En definitiva entonces, el Tribunal consignó los argumentos que determinaron la resolución de manera que fuera controlable el iter lógico seguido para arribar a la conclusión, evidenciando así que realizó una apreciación de las pruebas que en el recurso no se comparten pero que se halla exenta de la tacha de ilogicidad e incluso a resguardo de la arbitrariedad de sentencias, es que la resolución no “aparece determinado por la S. voluntad del juez, (no) adolece de manifiesta irrazonabilidad o desacierto total, (no) exhibe una ausencia palmaria de fundamentos, (no) se sustenta en afirmaciones dogmáticas, (no) exhibe [.] un fundamento [.] aparente [.], (ni) se apoya en conceptos imprecisos o excesivamente latos, genéricos y conjeturales [.] que [.] impidan verificar de qué manera se llega a la solución del litigio” (Lino E. Palacio, “El Recurso Extraordinario Federal, Teoría y Técnica”, Ed. Abeledo Perrot, Bs. As., 1992, págs. 221/228).

VII. Por todo lo expuesto, la Sentencia revisada contiene una fundamentación adecuada respecto de los hechos atribuidos a los acusados, sin que se advierta una valoración errónea de la prueba alegada por el recurrente. Nada hay en los fundamentos expuestos en el fallo que permita establecer que se hubiesen transgredido los límites de las atribuciones discrecionales de apreciación de pruebas propias del tribunal de juicio, o para llegar al estado de certeza sobre los hechos en los que se basa la acusación se haya procedido de manera arbitraria, por lo que corresponde desestimar los recursos de casación interpuestos por las defensas, y en su mérito, confirmar la sentencia de fs. 3022/3023, cuyos fundamentos fueron obran a fs. 3028/3046.

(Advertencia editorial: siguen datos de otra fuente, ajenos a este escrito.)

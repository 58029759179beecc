//! Interactive task shell.
//!
//! # Responsibility
//! - Drive the task access boundary from line commands.
//! - Own presentation concerns: rendering, delete confirmation and
//!   change reporting.
//!
//! # Invariants
//! - The shell only talks to tasks through `TaskAccess`.
//! - Declined confirmations never call `delete_task`.

use crate::command::{parse_command, Command, HELP_TEXT};
use std::cell::Cell;
use std::io::{self, BufRead, Write};
use std::rc::Rc;
use taskboard_core::{Task, TaskAccess, TaskFilter, TaskInput, TaskPatch, TaskSnapshot, TaskTitle};

/// Presentation-owned confirmation step before deleting a task.
pub trait DeleteConfirmation {
    fn confirm_delete(&mut self, task: &Task) -> io::Result<bool>;
}

/// Line-oriented console over any reader/writer pair.
pub struct Console<R, W> {
    input: R,
    output: W,
}

impl<R: BufRead, W: Write> Console<R, W> {
    pub fn new(input: R, output: W) -> Self {
        Self { input, output }
    }

    /// Reads one line without its terminator. Returns `None` at end of input.
    pub fn read_line(&mut self) -> io::Result<Option<String>> {
        let mut line = String::new();
        if self.input.read_line(&mut line)? == 0 {
            return Ok(None);
        }
        Ok(Some(line.trim_end_matches(['\r', '\n']).to_string()))
    }

    pub fn output(&mut self) -> &mut W {
        &mut self.output
    }
}

impl<R: BufRead, W: Write> DeleteConfirmation for Console<R, W> {
    fn confirm_delete(&mut self, task: &Task) -> io::Result<bool> {
        write!(self.output, "Delete task \"{}\"? [y/N] ", task.title)?;
        self.output.flush()?;
        let answer = self.read_line()?.unwrap_or_default();
        Ok(matches!(
            answer.trim().to_ascii_lowercase().as_str(),
            "y" | "yes"
        ))
    }
}

/// Interactive shell bound to one task access handle.
pub struct Shell<A, R, W> {
    access: A,
    console: Console<R, W>,
    changed: Rc<Cell<Option<usize>>>,
}

impl<A: TaskAccess, R: BufRead, W: Write> Shell<A, R, W> {
    /// Creates a shell and subscribes it to task changes.
    pub fn new(mut access: A, input: R, output: W) -> Self {
        let changed = Rc::new(Cell::new(None));
        let sink = Rc::clone(&changed);
        access.subscribe(Box::new(move |snapshot: &TaskSnapshot| {
            sink.set(Some(snapshot.len()));
        }));

        Self {
            access,
            console: Console::new(input, output),
            changed,
        }
    }

    /// Processes commands until `quit` or end of input.
    pub fn run(&mut self) -> io::Result<()> {
        while let Some(line) = self.console.read_line()? {
            let command = match parse_command(&line) {
                Ok(Some(command)) => command,
                Ok(None) => continue,
                Err(err) => {
                    writeln!(self.console.output(), "error: {err}")?;
                    continue;
                }
            };
            if command == Command::Quit {
                break;
            }
            self.execute(command)?;
            self.report_change()?;
        }
        self.console.output().flush()
    }

    #[cfg(test)]
    fn into_access(self) -> A {
        self.access
    }

    fn execute(&mut self, command: Command) -> io::Result<()> {
        match command {
            Command::Add {
                priority,
                title,
                description,
            } => {
                let mut input = TaskInput::new(title).with_priority(priority);
                input.description = description;
                if let Err(err) = self.access.add_task(input) {
                    writeln!(self.console.output(), "error: {err}")?;
                }
            }
            Command::List(filter) => self.render(&filter)?,
            Command::Cycle(position) => {
                if let Some(task) = self.task_at(position)? {
                    if let Some(status) = self.access.cycle_status(task.id) {
                        writeln!(self.console.output(), "{position}: now {status}")?;
                    }
                }
            }
            Command::SetStatus(position, status) => {
                self.patch(position, TaskPatch::new().status(status))?;
            }
            Command::SetPriority(position, priority) => {
                self.patch(position, TaskPatch::new().priority(priority))?;
            }
            Command::Rename(position, title) => match TaskTitle::parse(&title) {
                Ok(title) => self.patch(position, TaskPatch::new().title(title))?,
                Err(err) => writeln!(self.console.output(), "error: {err}")?,
            },
            Command::Describe(position, text) => {
                self.patch(position, TaskPatch::new().description(text))?;
            }
            Command::Delete(position) => {
                if let Some(task) = self.task_at(position)? {
                    if self.console.confirm_delete(&task)? {
                        self.access.delete_task(task.id);
                    } else {
                        writeln!(self.console.output(), "kept")?;
                    }
                }
            }
            Command::Help => writeln!(self.console.output(), "{HELP_TEXT}")?,
            Command::Quit => {}
        }
        Ok(())
    }

    fn patch(&mut self, position: usize, patch: TaskPatch) -> io::Result<()> {
        if let Some(task) = self.task_at(position)? {
            self.access.update_task(task.id, patch);
        }
        Ok(())
    }

    fn task_at(&mut self, position: usize) -> io::Result<Option<Task>> {
        let task = self
            .access
            .list_tasks()
            .into_tasks()
            .into_iter()
            .nth(position - 1);
        if task.is_none() {
            writeln!(self.console.output(), "error: no task number {position}")?;
        }
        Ok(task)
    }

    fn render(&mut self, filter: &TaskFilter) -> io::Result<()> {
        let snapshot = self.access.list_tasks();
        let out = self.console.output();
        let mut shown = 0;
        for (index, task) in snapshot.iter().enumerate() {
            if !filter.matches(task) {
                continue;
            }
            shown += 1;
            writeln!(
                out,
                "{}. [{}] ({}) {}",
                index + 1,
                task.status,
                task.priority,
                task.title
            )?;
            if let Some(description) = &task.description {
                writeln!(out, "     {description}")?;
            }
        }
        if shown == 0 {
            writeln!(out, "No tasks found.")?;
        }
        Ok(())
    }

    fn report_change(&mut self) -> io::Result<()> {
        if let Some(count) = self.changed.take() {
            writeln!(self.console.output(), "({count} tasks)")?;
        }
        Ok(())
    }
}

#[cfg(test)]
mod tests {
    use super::Shell;
    use std::io::Cursor;
    use taskboard_core::{TaskAccess, TaskPriority, TaskService, TaskStatus};

    fn run(script: &str) -> (String, TaskService) {
        let mut output = Vec::new();
        let service = {
            let mut shell = Shell::new(TaskService::new(), Cursor::new(script), &mut output);
            shell.run().expect("in-memory io should not fail");
            shell.into_access()
        };
        (
            String::from_utf8(output).expect("shell writes utf-8"),
            service,
        )
    }

    #[test]
    fn add_and_list_render_tasks_in_order() {
        let (output, service) = run("add high Write report | quarterly\nadd Buy milk\nlist\n");

        assert_eq!(service.list_tasks().len(), 2);
        assert!(output.contains("1. [todo] (high) Write report\n     quarterly\n"));
        assert!(output.contains("2. [todo] (medium) Buy milk\n"));
        assert!(output.contains("(2 tasks)"));
    }

    #[test]
    fn invalid_title_reports_error_and_keeps_store() {
        let long = "x".repeat(101);
        let (output, service) = run(&format!("add {long}\nadd   \n"));

        assert!(service.list_tasks().is_empty());
        assert!(output.contains("at most 100 allowed"));
        assert!(output.contains("task title must not be empty"));
        assert!(!output.contains("tasks)"));
    }

    #[test]
    fn filtered_list_keeps_full_list_numbers() {
        let (output, _) =
            run("add a\nadd b\nstatus 2 done\nlist status=done\nlist priority=high\n");

        assert!(output.contains("2. [done] (medium) b\n"));
        assert!(!output.contains("1. [todo] (medium) a\n"));
        assert!(output.contains("No tasks found."));
    }

    #[test]
    fn cycle_and_patch_commands_update_tasks() {
        let (output, service) =
            run("add a\ncycle 1\npriority 1 low\nrename 1 renamed\ndescribe 1 notes\n");

        let task = service.list_tasks().into_tasks().remove(0);
        assert!(output.contains("1: now in-progress"));
        assert_eq!(task.status, TaskStatus::InProgress);
        assert_eq!(task.priority, TaskPriority::Low);
        assert_eq!(task.title.as_str(), "renamed");
        assert_eq!(task.description.as_deref(), Some("notes"));
    }

    #[test]
    fn delete_requires_confirmation() {
        let (output, service) = run("add a\nadd b\ndelete 1\nno\ndelete 2\ny\nlist\n");

        assert!(output.contains("Delete task \"a\"? [y/N] kept"));
        assert!(output.contains("Delete task \"b\"? [y/N] "));
        let titles = service
            .list_tasks()
            .iter()
            .map(|task| task.title.to_string())
            .collect::<Vec<_>>();
        assert_eq!(titles, vec!["a".to_string()]);
    }

    #[test]
    fn unknown_position_is_reported() {
        let (output, _) = run("cycle 3\n");
        assert!(output.contains("error: no task number 3"));
    }

    #[test]
    fn quit_stops_processing() {
        let (_, service) = run("add a\nquit\nadd b\n");
        assert_eq!(service.list_tasks().len(), 1);
    }
}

VIII.Que el deber del Estado Argentino se observó satisfecho en el presente caso, pues se concluyó, de manera eficaz y completa, la investigación del hecho con resguardo de las garantías constitucionales, en especial la del debido proceso, respecto de los condenados.

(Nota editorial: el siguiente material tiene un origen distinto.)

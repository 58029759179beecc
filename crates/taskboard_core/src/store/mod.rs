//! Canonical in-memory task storage.
//!
//! # Responsibility
//! - Own the ordered task collection and mediate every mutation.
//! - Hand readers owned snapshots instead of references into storage.
//!
//! # Invariants
//! - Insertion order is preserved; the store never reorders.
//! - Ids are unique over the store lifetime, including deleted ones.
//! - Unknown ids on update/delete are no-ops.

pub mod task_store;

Por otro lado, ad finem, las condiciones específicas en las que se llevaron a cabo las lesiones físicas y psíquicas a los damnificados imponen formular particulares advertencias, por tratarse de una hipótesis de malos tratos a personas detenidas bajo custodia de las autoridades policiales dependientes de la administración pública provincial.

En este contexto, el evento bajo análisis resulta de especial importancia, puesto que ha sido perpetrado por agentes policiales, en contextos de restricción de autonomía y/o libertad (detención, encierro, custodia, guarda, internación, etc.). Así, estas acciones u omisiones de funcionarios públicos que vulneran los derechos consagrados en instrumentos internacionales, importan el tratamiento en términos de violación de derechos humanos. De tal suerte, aparece la necesidad de remarcar los hechos acaecidos de tal temperamento, pues caso contrario estarían llamados a acarrear eventual responsabilidad internacional.

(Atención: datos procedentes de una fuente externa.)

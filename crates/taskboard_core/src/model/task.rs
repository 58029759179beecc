//! Task domain model.
//!
//! # Responsibility
//! - Define the canonical task record and its enumerated fields.
//! - Validate raw caller input into store-ready values.
//! - Define partial-update patches.
//!
//! # Invariants
//! - `id` is assigned by the store and never changes afterwards.
//! - `title` is held as a `TaskTitle`, so an empty or over-length title
//!   cannot be represented.
//! - `description` is `None` when absent; it is never `Some("")`.

use serde::{Deserialize, Deserializer, Serialize};
use std::error::Error;
use std::fmt::{Display, Formatter};
use std::str::FromStr;

pub use crate::model::task_id::TaskId;

/// Maximum title length in Unicode scalar values, counted after trimming.
pub const MAX_TITLE_CHARS: usize = 100;

/// Urgency of a task.
#[derive(Debug, Clone, Copy, Default, PartialEq, Eq, Hash, Serialize, Deserialize)]
#[serde(rename_all = "snake_case")]
pub enum TaskPriority {
    Low,
    #[default]
    Medium,
    High,
}

impl TaskPriority {
    /// All priorities in ascending order.
    pub const ALL: [TaskPriority; 3] = [Self::Low, Self::Medium, Self::High];

    /// Stable wire string.
    pub fn as_str(self) -> &'static str {
        match self {
            Self::Low => "low",
            Self::Medium => "medium",
            Self::High => "high",
        }
    }
}

impl Display for TaskPriority {
    fn fmt(&self, f: &mut Formatter<'_>) -> std::fmt::Result {
        f.write_str(self.as_str())
    }
}

impl FromStr for TaskPriority {
    type Err = TaskFieldParseError;

    fn from_str(value: &str) -> Result<Self, Self::Err> {
        match value.trim() {
            "low" => Ok(Self::Low),
            "medium" => Ok(Self::Medium),
            "high" => Ok(Self::High),
            other => Err(TaskFieldParseError::UnknownPriority(other.to_string())),
        }
    }
}

/// Task lifecycle state.
#[derive(Debug, Clone, Copy, Default, PartialEq, Eq, Hash, Serialize, Deserialize)]
pub enum TaskStatus {
    /// Created but not started.
    #[default]
    #[serde(rename = "todo")]
    Todo,
    /// Work is in progress.
    #[serde(rename = "in-progress")]
    InProgress,
    /// Completed.
    #[serde(rename = "done")]
    Done,
}

impl TaskStatus {
    /// All statuses in lifecycle order.
    pub const ALL: [TaskStatus; 3] = [Self::Todo, Self::InProgress, Self::Done];

    /// Stable wire string.
    pub fn as_str(self) -> &'static str {
        match self {
            Self::Todo => "todo",
            Self::InProgress => "in-progress",
            Self::Done => "done",
        }
    }

    /// Next status in the cycle `todo -> in-progress -> done -> todo`.
    pub fn next(self) -> Self {
        match self {
            Self::Todo => Self::InProgress,
            Self::InProgress => Self::Done,
            Self::Done => Self::Todo,
        }
    }
}

impl Display for TaskStatus {
    fn fmt(&self, f: &mut Formatter<'_>) -> std::fmt::Result {
        f.write_str(self.as_str())
    }
}

impl FromStr for TaskStatus {
    type Err = TaskFieldParseError;

    fn from_str(value: &str) -> Result<Self, Self::Err> {
        match value.trim() {
            "todo" => Ok(Self::Todo),
            "in-progress" => Ok(Self::InProgress),
            "done" => Ok(Self::Done),
            other => Err(TaskFieldParseError::UnknownStatus(other.to_string())),
        }
    }
}

/// Parse errors for enumerated task fields.
#[derive(Debug, Clone, PartialEq, Eq)]
pub enum TaskFieldParseError {
    UnknownStatus(String),
    UnknownPriority(String),
}

impl Display for TaskFieldParseError {
    fn fmt(&self, f: &mut Formatter<'_>) -> std::fmt::Result {
        match self {
            Self::UnknownStatus(value) => write!(
                f,
                "unknown task status `{value}`; expected todo|in-progress|done"
            ),
            Self::UnknownPriority(value) => write!(
                f,
                "unknown task priority `{value}`; expected low|medium|high"
            ),
        }
    }
}

impl Error for TaskFieldParseError {}

/// Validation errors for caller-supplied task fields.
#[derive(Debug, Clone, PartialEq, Eq)]
pub enum TaskValidationError {
    /// Title is empty or whitespace only.
    EmptyTitle,
    /// Title exceeds `MAX_TITLE_CHARS` after trimming.
    TitleTooLong { chars: usize, max: usize },
}

impl Display for TaskValidationError {
    fn fmt(&self, f: &mut Formatter<'_>) -> std::fmt::Result {
        match self {
            Self::EmptyTitle => write!(f, "task title must not be empty"),
            Self::TitleTooLong { chars, max } => {
                write!(f, "task title is {chars} characters; at most {max} allowed")
            }
        }
    }
}

impl Error for TaskValidationError {}

/// Result alias for task input validation.
pub type TaskResult<T> = Result<T, TaskValidationError>;

/// Validated task title.
///
/// Only constructible through [`TaskTitle::parse`], which trims surrounding
/// whitespace and enforces the length bounds.
#[derive(Debug, Clone, PartialEq, Eq, Hash, Serialize, Deserialize)]
#[serde(try_from = "String", into = "String")]
pub struct TaskTitle(String);

impl TaskTitle {
    /// Trims and validates a raw title.
    ///
    /// # Errors
    /// - `EmptyTitle` when nothing remains after trimming.
    /// - `TitleTooLong` when the trimmed title exceeds `MAX_TITLE_CHARS`.
    ///
    /// Surrounding whitespace does not count towards the limit.
    pub fn parse(raw: &str) -> TaskResult<Self> {
        let trimmed = raw.trim();
        if trimmed.is_empty() {
            return Err(TaskValidationError::EmptyTitle);
        }
        let chars = trimmed.chars().count();
        if chars > MAX_TITLE_CHARS {
            return Err(TaskValidationError::TitleTooLong {
                chars,
                max: MAX_TITLE_CHARS,
            });
        }
        Ok(Self(trimmed.to_string()))
    }

    pub fn as_str(&self) -> &str {
        self.0.as_str()
    }
}

impl Display for TaskTitle {
    fn fmt(&self, f: &mut Formatter<'_>) -> std::fmt::Result {
        f.write_str(&self.0)
    }
}

impl TryFrom<String> for TaskTitle {
    type Error = TaskValidationError;

    fn try_from(value: String) -> Result<Self, Self::Error> {
        Self::parse(value.as_str())
    }
}

impl From<TaskTitle> for String {
    fn from(value: TaskTitle) -> Self {
        value.0
    }
}

impl AsRef<str> for TaskTitle {
    fn as_ref(&self) -> &str {
        self.as_str()
    }
}

/// Canonical task record owned by the store.
///
/// Readers only ever receive clones of this record, so mutating a returned
/// value never reaches the store.
#[derive(Debug, Clone, PartialEq, Eq, Serialize, Deserialize)]
pub struct Task {
    /// Store-assigned identity, immutable after creation.
    pub id: TaskId,
    pub title: TaskTitle,
    /// Absent when the task has no description.
    #[serde(default, deserialize_with = "deserialize_description")]
    pub description: Option<String>,
    pub priority: TaskPriority,
    pub status: TaskStatus,
}

fn deserialize_description<'de, D>(deserializer: D) -> Result<Option<String>, D::Error>
where
    D: Deserializer<'de>,
{
    let raw = Option::<String>::deserialize(deserializer)?;
    Ok(raw.as_deref().and_then(normalize_description))
}

impl Task {
    pub(crate) fn from_new(id: TaskId, new_task: NewTask) -> Self {
        Self {
            id,
            title: new_task.title,
            description: new_task.description,
            priority: new_task.priority,
            status: new_task.status,
        }
    }

    /// Merges the supplied patch fields, leaving unspecified fields untouched.
    pub(crate) fn apply_patch(&mut self, patch: TaskPatch) {
        if let Some(title) = patch.title {
            self.title = title;
        }
        if let Some(description) = patch.description {
            self.description = description.as_deref().and_then(normalize_description);
        }
        if let Some(priority) = patch.priority {
            self.priority = priority;
        }
        if let Some(status) = patch.status {
            self.status = status;
        }
    }
}

/// Raw caller-side task input, as collected by a form.
#[derive(Debug, Clone, PartialEq, Eq, Default)]
pub struct TaskInput {
    pub title: String,
    pub description: Option<String>,
    pub priority: TaskPriority,
    /// Caller-supplied initial status, normally `todo`.
    pub status: TaskStatus,
}

impl TaskInput {
    /// Creates input with the given title and form defaults
    /// (`medium` priority, `todo` status, no description).
    pub fn new(title: impl Into<String>) -> Self {
        Self {
            title: title.into(),
            ..Self::default()
        }
    }

    pub fn with_description(mut self, description: impl Into<String>) -> Self {
        self.description = Some(description.into());
        self
    }

    pub fn with_priority(mut self, priority: TaskPriority) -> Self {
        self.priority = priority;
        self
    }

    pub fn with_status(mut self, status: TaskStatus) -> Self {
        self.status = status;
        self
    }

    /// Validates and normalizes this input into a store-ready value.
    pub fn validate(self) -> TaskResult<NewTask> {
        Ok(NewTask {
            title: TaskTitle::parse(self.title.as_str())?,
            description: self.description.as_deref().and_then(normalize_description),
            priority: self.priority,
            status: self.status,
        })
    }
}

/// Validated task fields awaiting an id from the store.
#[derive(Debug, Clone, PartialEq, Eq)]
pub struct NewTask {
    title: TaskTitle,
    description: Option<String>,
    priority: TaskPriority,
    status: TaskStatus,
}

impl NewTask {
    pub fn title(&self) -> &TaskTitle {
        &self.title
    }

    pub fn description(&self) -> Option<&str> {
        self.description.as_deref()
    }

    pub fn priority(&self) -> TaskPriority {
        self.priority
    }

    pub fn status(&self) -> TaskStatus {
        self.status
    }
}

/// Partial update for one task.
///
/// Every `None` field is left untouched. For `description`, `Some(None)`
/// clears the description.
#[derive(Debug, Clone, PartialEq, Eq, Default)]
pub struct TaskPatch {
    pub title: Option<TaskTitle>,
    pub description: Option<Option<String>>,
    pub priority: Option<TaskPriority>,
    pub status: Option<TaskStatus>,
}

impl TaskPatch {
    pub fn new() -> Self {
        Self::default()
    }

    pub fn title(mut self, title: TaskTitle) -> Self {
        self.title = Some(title);
        self
    }

    /// Sets or clears the description. Blank text clears it.
    pub fn description(mut self, description: Option<impl Into<String>>) -> Self {
        self.description = Some(description.map(Into::into));
        self
    }

    pub fn priority(mut self, priority: TaskPriority) -> Self {
        self.priority = Some(priority);
        self
    }

    pub fn status(mut self, status: TaskStatus) -> Self {
        self.status = Some(status);
        self
    }

    /// Returns whether this patch carries no fields.
    pub fn is_empty(&self) -> bool {
        self.title.is_none()
            && self.description.is_none()
            && self.priority.is_none()
            && self.status.is_none()
    }
}

/// Trims a description; blank text means "no description".
pub fn normalize_description(raw: &str) -> Option<String> {
    let trimmed = raw.trim();
    if trimmed.is_empty() {
        None
    } else {
        Some(trimmed.to_string())
    }
}

#[cfg(test)]
mod tests {
    use super::{
        normalize_description, TaskFieldParseError, TaskInput, TaskPatch, TaskPriority,
        TaskStatus, TaskTitle, TaskValidationError, MAX_TITLE_CHARS,
    };

    #[test]
    fn title_is_trimmed() {
        let title = TaskTitle::parse("  ship it \n").expect("title should parse");
        assert_eq!(title.as_str(), "ship it");
    }

    #[test]
    fn title_rejects_blank() {
        assert_eq!(TaskTitle::parse(""), Err(TaskValidationError::EmptyTitle));
        assert_eq!(
            TaskTitle::parse(" \t "),
            Err(TaskValidationError::EmptyTitle)
        );
    }

    #[test]
    fn title_limit_applies_after_trimming() {
        let padded = format!("  {}  ", "x".repeat(MAX_TITLE_CHARS - 1));
        let title = TaskTitle::parse(&padded).expect("padding is not counted");
        assert_eq!(title.as_str(), "x".repeat(MAX_TITLE_CHARS - 1));

        let padded = format!("\t{}\n", "x".repeat(MAX_TITLE_CHARS));
        let title = TaskTitle::parse(&padded).expect("limit is inclusive");
        assert_eq!(title.as_str().chars().count(), MAX_TITLE_CHARS);

        let padded = format!(" {} ", "x".repeat(MAX_TITLE_CHARS + 1));
        assert_eq!(
            TaskTitle::parse(&padded),
            Err(TaskValidationError::TitleTooLong {
                chars: MAX_TITLE_CHARS + 1,
                max: MAX_TITLE_CHARS
            })
        );
    }

    #[test]
    fn title_length_counts_chars_not_bytes() {
        let exact = "é".repeat(MAX_TITLE_CHARS);
        assert!(TaskTitle::parse(&exact).is_ok());

        let err = TaskTitle::parse(&"x".repeat(MAX_TITLE_CHARS + 1)).unwrap_err();
        assert_eq!(
            err,
            TaskValidationError::TitleTooLong {
                chars: 101,
                max: 100
            }
        );
    }

    #[test]
    fn status_cycles_through_lifecycle() {
        assert_eq!(TaskStatus::Todo.next(), TaskStatus::InProgress);
        assert_eq!(TaskStatus::InProgress.next(), TaskStatus::Done);
        assert_eq!(TaskStatus::Done.next(), TaskStatus::Todo);
    }

    #[test]
    fn enum_strings_parse_back() {
        for status in TaskStatus::ALL {
            assert_eq!(status.as_str().parse::<TaskStatus>(), Ok(status));
        }
        for priority in TaskPriority::ALL {
            assert_eq!(priority.as_str().parse::<TaskPriority>(), Ok(priority));
        }
    }

    #[test]
    fn enum_parse_rejects_unknown_values() {
        assert_eq!(
            "in_progress".parse::<TaskStatus>(),
            Err(TaskFieldParseError::UnknownStatus("in_progress".to_string()))
        );
        assert_eq!(
            "HIGH".parse::<TaskPriority>(),
            Err(TaskFieldParseError::UnknownPriority("HIGH".to_string()))
        );
    }

    #[test]
    fn input_defaults_match_form_defaults() {
        let new_task = TaskInput::new("A").validate().expect("valid input");
        assert_eq!(new_task.priority(), TaskPriority::Medium);
        assert_eq!(new_task.status(), TaskStatus::Todo);
        assert_eq!(new_task.description(), None);
    }

    #[test]
    fn input_blank_description_becomes_absent() {
        let new_task = TaskInput::new("A")
            .with_description("   ")
            .validate()
            .expect("valid input");
        assert_eq!(new_task.description(), None);
        assert_eq!(normalize_description(" notes "), Some("notes".to_string()));
    }

    #[test]
    fn empty_patch_is_detected() {
        assert!(TaskPatch::new().is_empty());
        assert!(!TaskPatch::new().priority(TaskPriority::High).is_empty());
        assert!(!TaskPatch::new().description(None::<String>).is_empty());
    }
}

A todo evento, la producción jurisprudencial interamericana también indica que “.siempre que una persona es detenida en un estado de salud normal y posteriormente aparece con afectaciones a su salud, corresponde al Estado proveer una explicación creíble de esa situación.” (Caso “Fleury y otros vs. Haití”, Sentencia de 23 de noviembre de 2011 fondo y reparaciones, considerandos 68 al 74).

En mérito a ello y el acuerdo que antecede, LA SALA III DEL TRIBUNAL DE IMPUGNACION, RESUELVE:

I. NO HACER LUGAR a los recursos de casación interpuestos a fs. 3078/3087, 3088/3101, 3102/3113, 3114/3120, 3121/3144 y 3145/3151 por las Defensas técnicas de R. A. B., M. E. C., M. G. G., A. E. O., L. S. y H. R. R., respectivamente.

II. Regístrese, protocolícese, notifíquese, y oportunamente BAJEN los autos al Juzgado de origen.